All image credits: Scott Futrell

This is the final in a series of articles that will summarize restaurant fire prevention. Don’t let your kitchen, restaurant, and livelihood end up like the one in Figure 1 above.  Practice fire prevention!

Fire safety in your kitchen and your restaurant

The Minnesota State Fire Code provides the minimum requirements for the fire prevention and fire protection in eating and drinking establishments. It is up to you to reduce the odds of a fire impacting your business by routinely doing several things.

It is important that you monitor the work done by contractors hired to clean hoods, ducts, and fans as well as contractors hired to inspect, test, and maintain the fire suppression systems. The services they sell you may not match the objectives required to maintain your systems in a fire safe manner.

What do you need to do to protect your investment or your facility?

Look behind the filters and into the exhaust ductwork and monitor the grease buildup prior to scheduled cleaning as well as immediately after cleaning to ensure it is cleaner than shown in Figure 2 where grease and the cleaner’s flashlight remained the day after the professional cleaning. Keep in mind that solid-fuel burning appliances leave creosote and it is harder to clean, but easier to ignite.
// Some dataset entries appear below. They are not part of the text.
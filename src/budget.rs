//! Per-audit wall-clock budget and sub-request quota.

use std::sync::atomic::{AtomicI64, Ordering};
use std::time::{Duration, Instant};

use tokio_util::sync::CancellationToken;

use crate::config::MIN_PROBE_TIMEOUT_MS;

/// Budget context owned by one audit.
///
/// Carries the overall deadline (as both an [`Instant`] and a
/// [`CancellationToken`] fired when it elapses) and the discretionary
/// sub-request quota. Probes derive their per-request timeouts through
/// [`AuditBudget::within`] so none can outlive the audit.
#[derive(Debug)]
pub struct AuditBudget {
    started: Instant,
    deadline: Instant,
    quota: AtomicI64,
    cancel: CancellationToken,
    deadline_task: tokio::task::JoinHandle<()>,
}

impl AuditBudget {
    /// Starts a budget clock with the given overall window and quota.
    pub fn new(overall: Duration, quota: u32) -> Self {
        let started = Instant::now();
        let cancel = CancellationToken::new();
        let deadline_task = tokio::spawn({
            let cancel = cancel.clone();
            async move {
                tokio::time::sleep(overall).await;
                cancel.cancel();
            }
        });
        Self {
            started,
            deadline: started + overall,
            quota: AtomicI64::new(i64::from(quota)),
            cancel,
            deadline_task,
        }
    }

    /// Milliseconds since the audit started.
    pub fn elapsed_ms(&self) -> u64 {
        self.started.elapsed().as_millis() as u64
    }

    /// Time remaining before the overall deadline.
    pub fn time_left(&self) -> Duration {
        self.deadline.saturating_duration_since(Instant::now())
    }

    /// Whether the overall deadline has passed.
    pub fn expired(&self) -> bool {
        self.time_left().is_zero()
    }

    /// Shapes a per-probe timeout: capped at the remaining budget, floored
    /// at [`MIN_PROBE_TIMEOUT_MS`] so late probes stay viable.
    pub fn within(&self, ms: u64) -> Duration {
        let left = self.time_left().as_millis() as u64;
        Duration::from_millis(ms.min(left).max(MIN_PROBE_TIMEOUT_MS))
    }

    /// Spends `n` units of the sub-request quota. Returns false (without
    /// going negative) when the quota is exhausted; the caller must skip
    /// the probe.
    pub fn spend(&self, n: u32) -> bool {
        let n = i64::from(n);
        let prior = self.quota.fetch_sub(n, Ordering::SeqCst);
        if prior < n {
            self.quota.fetch_add(n, Ordering::SeqCst);
            return false;
        }
        true
    }

    /// Remaining sub-request quota.
    pub fn quota_left(&self) -> u32 {
        self.quota.load(Ordering::SeqCst).max(0) as u32
    }

    /// Token fired when the overall deadline elapses; threaded into every
    /// probe so in-flight reads abort promptly.
    pub fn cancel_token(&self) -> CancellationToken {
        self.cancel.clone()
    }
}

impl Drop for AuditBudget {
    fn drop(&mut self) {
        self.deadline_task.abort();
    }
}

#[cfg(test)]
mod tests {
    use super::*;

    #[tokio::test]
    async fn within_clamps_to_remaining_budget() {
        let budget = AuditBudget::new(Duration::from_millis(1_000), 8);
        assert_eq!(budget.within(500), Duration::from_millis(500));
        // Requests longer than the remaining window are capped.
        assert!(budget.within(60_000) <= Duration::from_millis(1_000));
    }

    #[tokio::test]
    async fn within_floors_at_minimum() {
        let budget = AuditBudget::new(Duration::from_millis(1), 8);
        tokio::time::sleep(Duration::from_millis(5)).await;
        assert_eq!(
            budget.within(5_000),
            Duration::from_millis(MIN_PROBE_TIMEOUT_MS)
        );
    }

    #[tokio::test]
    async fn quota_exhausts_and_stays_at_zero() {
        let budget = AuditBudget::new(Duration::from_secs(5), 2);
        assert!(budget.spend(1));
        assert!(budget.spend(1));
        assert!(!budget.spend(1));
        assert!(!budget.spend(1));
        assert_eq!(budget.quota_left(), 0);
    }

    #[tokio::test]
    async fn token_fires_at_deadline() {
        let budget = AuditBudget::new(Duration::from_millis(20), 8);
        let token = budget.cancel_token();
        tokio::time::timeout(Duration::from_millis(500), token.cancelled())
            .await
            .expect("deadline token should fire");
        assert!(budget.expired());
    }
}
Ensure that appliances are not moved or replaced from under existing nozzles or existing hoods without a consultant knowledgeable in the Minnesota State Fire Code, the International Mechanical Code, and National Fire Protection Association: NFPA 96, Standard for Ventilation Control and Fire Protection of Commercial Cooking Operations looking at the modifications.

Grease gets into the fire suppression nozzles if the caps are off and then when the system needs to operate it can’t flow agent out of the grease plugged nozzles, so a policy that includes ensuring the nozzle caps are always in place protects your investment. See Figure 3 for a nozzle with the cap off and for a nozzle with grease caked inside of it.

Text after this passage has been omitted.